> Excerpted data:
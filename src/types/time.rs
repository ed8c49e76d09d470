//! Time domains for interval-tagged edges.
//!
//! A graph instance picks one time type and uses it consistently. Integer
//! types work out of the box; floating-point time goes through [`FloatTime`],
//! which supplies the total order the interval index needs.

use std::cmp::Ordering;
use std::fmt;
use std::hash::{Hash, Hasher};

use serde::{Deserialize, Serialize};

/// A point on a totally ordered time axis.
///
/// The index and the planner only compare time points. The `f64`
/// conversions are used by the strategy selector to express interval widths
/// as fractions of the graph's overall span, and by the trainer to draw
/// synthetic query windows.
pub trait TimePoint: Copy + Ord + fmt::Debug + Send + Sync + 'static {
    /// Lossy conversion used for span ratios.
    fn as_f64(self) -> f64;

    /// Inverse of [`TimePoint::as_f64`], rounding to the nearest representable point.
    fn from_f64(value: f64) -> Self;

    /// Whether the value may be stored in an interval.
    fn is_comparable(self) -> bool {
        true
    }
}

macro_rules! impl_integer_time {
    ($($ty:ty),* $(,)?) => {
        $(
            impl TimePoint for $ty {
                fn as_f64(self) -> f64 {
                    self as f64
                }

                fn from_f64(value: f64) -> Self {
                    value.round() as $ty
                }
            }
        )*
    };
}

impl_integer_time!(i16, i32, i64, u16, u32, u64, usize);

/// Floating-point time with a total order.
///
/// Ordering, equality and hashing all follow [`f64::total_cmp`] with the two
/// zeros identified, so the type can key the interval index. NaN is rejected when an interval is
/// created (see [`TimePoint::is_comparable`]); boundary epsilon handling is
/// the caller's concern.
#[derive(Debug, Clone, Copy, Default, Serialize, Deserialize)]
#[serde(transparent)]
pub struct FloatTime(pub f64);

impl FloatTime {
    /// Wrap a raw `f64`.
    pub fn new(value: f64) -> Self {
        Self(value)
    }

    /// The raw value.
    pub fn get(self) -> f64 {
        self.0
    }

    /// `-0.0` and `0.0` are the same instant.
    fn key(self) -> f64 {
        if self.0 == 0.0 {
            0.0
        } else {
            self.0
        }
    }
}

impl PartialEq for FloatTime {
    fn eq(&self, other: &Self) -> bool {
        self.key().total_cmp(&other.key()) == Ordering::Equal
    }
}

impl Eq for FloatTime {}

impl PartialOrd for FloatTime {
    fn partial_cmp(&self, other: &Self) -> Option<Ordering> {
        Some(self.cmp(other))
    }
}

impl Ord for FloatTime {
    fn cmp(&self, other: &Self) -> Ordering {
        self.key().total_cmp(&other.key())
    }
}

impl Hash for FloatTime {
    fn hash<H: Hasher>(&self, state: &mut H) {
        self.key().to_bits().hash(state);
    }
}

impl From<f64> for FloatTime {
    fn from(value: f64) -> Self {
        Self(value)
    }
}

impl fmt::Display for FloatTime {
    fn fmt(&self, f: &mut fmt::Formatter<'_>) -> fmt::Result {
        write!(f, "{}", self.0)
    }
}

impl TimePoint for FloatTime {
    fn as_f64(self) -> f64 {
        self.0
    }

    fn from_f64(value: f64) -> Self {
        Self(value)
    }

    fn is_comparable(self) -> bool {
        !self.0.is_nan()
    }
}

...

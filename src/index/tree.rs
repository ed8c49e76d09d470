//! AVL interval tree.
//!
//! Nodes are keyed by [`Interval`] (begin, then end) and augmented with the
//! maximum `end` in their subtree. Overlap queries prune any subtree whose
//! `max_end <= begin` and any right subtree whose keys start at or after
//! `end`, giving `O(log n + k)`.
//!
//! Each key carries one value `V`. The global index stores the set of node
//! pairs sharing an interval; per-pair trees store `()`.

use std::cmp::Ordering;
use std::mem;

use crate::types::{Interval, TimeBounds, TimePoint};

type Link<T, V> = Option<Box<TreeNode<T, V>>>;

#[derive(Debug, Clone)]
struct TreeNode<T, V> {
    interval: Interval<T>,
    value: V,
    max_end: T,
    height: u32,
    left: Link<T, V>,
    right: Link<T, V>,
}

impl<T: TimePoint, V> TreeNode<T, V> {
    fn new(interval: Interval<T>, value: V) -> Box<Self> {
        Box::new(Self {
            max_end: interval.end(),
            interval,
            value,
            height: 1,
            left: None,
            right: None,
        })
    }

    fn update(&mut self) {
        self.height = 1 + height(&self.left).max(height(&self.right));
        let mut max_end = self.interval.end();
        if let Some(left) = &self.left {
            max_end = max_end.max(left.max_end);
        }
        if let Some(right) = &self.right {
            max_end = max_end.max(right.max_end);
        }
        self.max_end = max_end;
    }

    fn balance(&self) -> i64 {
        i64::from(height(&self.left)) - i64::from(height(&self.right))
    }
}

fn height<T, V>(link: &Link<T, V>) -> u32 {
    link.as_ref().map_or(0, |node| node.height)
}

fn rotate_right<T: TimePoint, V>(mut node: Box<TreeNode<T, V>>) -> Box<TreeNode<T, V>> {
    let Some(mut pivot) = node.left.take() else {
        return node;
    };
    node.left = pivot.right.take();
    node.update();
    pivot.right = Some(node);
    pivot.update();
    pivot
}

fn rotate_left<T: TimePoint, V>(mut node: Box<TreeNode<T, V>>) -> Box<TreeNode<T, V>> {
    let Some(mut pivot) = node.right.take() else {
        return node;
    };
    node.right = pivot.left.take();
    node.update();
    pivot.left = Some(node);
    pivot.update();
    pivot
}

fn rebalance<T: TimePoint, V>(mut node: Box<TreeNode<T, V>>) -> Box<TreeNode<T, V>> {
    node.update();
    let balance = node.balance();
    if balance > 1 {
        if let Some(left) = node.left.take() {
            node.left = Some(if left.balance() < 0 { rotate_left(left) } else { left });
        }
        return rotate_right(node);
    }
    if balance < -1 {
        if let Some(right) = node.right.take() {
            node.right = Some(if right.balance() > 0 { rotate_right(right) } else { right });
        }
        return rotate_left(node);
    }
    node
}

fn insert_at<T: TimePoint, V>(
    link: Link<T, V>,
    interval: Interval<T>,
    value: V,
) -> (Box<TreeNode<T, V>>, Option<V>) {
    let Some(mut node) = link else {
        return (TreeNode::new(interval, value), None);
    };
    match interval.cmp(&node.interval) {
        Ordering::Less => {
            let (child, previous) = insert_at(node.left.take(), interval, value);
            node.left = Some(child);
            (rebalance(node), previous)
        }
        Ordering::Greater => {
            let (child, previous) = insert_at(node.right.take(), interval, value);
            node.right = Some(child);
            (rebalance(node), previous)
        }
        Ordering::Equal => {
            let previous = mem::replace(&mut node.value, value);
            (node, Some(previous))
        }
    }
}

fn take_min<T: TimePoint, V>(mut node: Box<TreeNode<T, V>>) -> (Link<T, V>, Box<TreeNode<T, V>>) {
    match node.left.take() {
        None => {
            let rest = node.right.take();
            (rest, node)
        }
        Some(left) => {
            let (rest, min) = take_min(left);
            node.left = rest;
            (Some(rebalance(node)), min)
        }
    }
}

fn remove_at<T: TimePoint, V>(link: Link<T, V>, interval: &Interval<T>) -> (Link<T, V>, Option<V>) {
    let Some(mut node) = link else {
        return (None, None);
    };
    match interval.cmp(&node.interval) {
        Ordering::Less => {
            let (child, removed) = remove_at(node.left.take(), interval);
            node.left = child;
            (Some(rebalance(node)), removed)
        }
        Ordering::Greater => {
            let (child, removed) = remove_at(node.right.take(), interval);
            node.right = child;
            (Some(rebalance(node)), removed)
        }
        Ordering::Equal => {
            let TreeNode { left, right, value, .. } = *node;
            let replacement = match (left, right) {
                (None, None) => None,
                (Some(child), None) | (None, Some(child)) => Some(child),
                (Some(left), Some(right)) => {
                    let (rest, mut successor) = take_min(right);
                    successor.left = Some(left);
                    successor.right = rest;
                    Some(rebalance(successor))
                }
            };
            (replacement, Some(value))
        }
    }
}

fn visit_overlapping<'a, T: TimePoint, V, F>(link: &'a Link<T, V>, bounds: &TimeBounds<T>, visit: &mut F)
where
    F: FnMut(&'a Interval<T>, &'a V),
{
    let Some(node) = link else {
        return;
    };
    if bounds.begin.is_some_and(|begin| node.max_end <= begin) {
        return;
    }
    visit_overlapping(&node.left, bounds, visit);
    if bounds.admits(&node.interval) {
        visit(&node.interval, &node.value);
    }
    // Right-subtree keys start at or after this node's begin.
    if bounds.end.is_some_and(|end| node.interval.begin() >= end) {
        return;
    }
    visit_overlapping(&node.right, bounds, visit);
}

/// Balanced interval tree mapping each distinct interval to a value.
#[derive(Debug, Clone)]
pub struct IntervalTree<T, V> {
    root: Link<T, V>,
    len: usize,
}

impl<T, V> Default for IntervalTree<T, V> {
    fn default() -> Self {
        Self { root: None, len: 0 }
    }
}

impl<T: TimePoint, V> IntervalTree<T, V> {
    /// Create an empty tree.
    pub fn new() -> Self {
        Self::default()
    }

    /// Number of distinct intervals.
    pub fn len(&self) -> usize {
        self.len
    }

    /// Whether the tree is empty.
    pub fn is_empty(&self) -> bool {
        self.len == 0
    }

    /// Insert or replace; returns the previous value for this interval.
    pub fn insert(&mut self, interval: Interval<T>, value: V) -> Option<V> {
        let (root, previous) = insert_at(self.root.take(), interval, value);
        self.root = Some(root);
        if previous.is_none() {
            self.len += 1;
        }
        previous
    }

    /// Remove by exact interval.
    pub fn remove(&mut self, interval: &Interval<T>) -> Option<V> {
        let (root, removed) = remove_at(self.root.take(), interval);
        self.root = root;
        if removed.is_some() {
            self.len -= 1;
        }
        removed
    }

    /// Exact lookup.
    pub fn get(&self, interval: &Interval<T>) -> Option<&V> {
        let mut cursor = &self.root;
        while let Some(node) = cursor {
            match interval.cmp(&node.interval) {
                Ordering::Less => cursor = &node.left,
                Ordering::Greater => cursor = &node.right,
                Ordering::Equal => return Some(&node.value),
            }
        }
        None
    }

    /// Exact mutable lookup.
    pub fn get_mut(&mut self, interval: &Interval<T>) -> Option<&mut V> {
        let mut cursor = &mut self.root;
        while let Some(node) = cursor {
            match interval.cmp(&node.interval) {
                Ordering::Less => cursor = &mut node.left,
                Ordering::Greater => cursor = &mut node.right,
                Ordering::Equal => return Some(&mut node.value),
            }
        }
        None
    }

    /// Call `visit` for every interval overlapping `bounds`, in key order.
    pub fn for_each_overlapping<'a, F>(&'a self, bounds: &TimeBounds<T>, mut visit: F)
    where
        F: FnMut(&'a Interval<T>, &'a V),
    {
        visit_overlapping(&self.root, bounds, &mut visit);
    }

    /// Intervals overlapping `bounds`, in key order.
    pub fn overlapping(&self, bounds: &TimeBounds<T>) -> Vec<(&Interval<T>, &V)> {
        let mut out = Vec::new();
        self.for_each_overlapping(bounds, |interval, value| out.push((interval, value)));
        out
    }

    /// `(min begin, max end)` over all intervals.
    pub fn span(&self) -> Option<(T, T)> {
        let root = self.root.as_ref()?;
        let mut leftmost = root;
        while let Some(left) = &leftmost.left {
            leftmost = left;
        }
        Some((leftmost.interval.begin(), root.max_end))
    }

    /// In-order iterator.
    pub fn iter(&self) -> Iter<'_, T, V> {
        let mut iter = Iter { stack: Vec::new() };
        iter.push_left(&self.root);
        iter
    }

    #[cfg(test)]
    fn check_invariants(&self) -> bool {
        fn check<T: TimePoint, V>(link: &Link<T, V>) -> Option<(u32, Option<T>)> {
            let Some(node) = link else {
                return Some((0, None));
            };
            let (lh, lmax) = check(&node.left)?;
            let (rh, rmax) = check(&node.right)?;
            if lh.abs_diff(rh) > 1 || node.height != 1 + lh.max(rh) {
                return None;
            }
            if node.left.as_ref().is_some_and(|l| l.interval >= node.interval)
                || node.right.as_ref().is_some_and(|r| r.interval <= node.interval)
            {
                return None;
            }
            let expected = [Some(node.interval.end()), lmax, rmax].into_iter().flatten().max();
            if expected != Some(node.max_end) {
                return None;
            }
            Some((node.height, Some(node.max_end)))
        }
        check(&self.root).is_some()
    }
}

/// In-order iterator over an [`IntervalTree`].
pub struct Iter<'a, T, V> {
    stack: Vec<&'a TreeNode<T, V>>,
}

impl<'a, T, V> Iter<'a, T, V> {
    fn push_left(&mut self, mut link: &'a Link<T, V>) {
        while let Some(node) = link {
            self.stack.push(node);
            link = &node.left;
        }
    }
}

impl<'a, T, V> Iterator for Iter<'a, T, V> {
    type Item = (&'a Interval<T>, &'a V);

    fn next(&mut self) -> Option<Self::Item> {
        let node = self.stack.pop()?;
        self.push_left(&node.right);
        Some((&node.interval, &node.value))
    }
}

> What the exercise asks: The required output is a copy of each line in the records where the string "removed" occurs.

> Result below:
            let (child, removed) = remove_at(node.left.take(), interval);
            (Some(rebalance(node)), removed)
            let (child, removed) = remove_at(node.right.take(), interval);
            (Some(rebalance(node)), removed)
        let (root, removed) = remove_at(self.root.take(), interval);
        if removed.is_some() {
        removed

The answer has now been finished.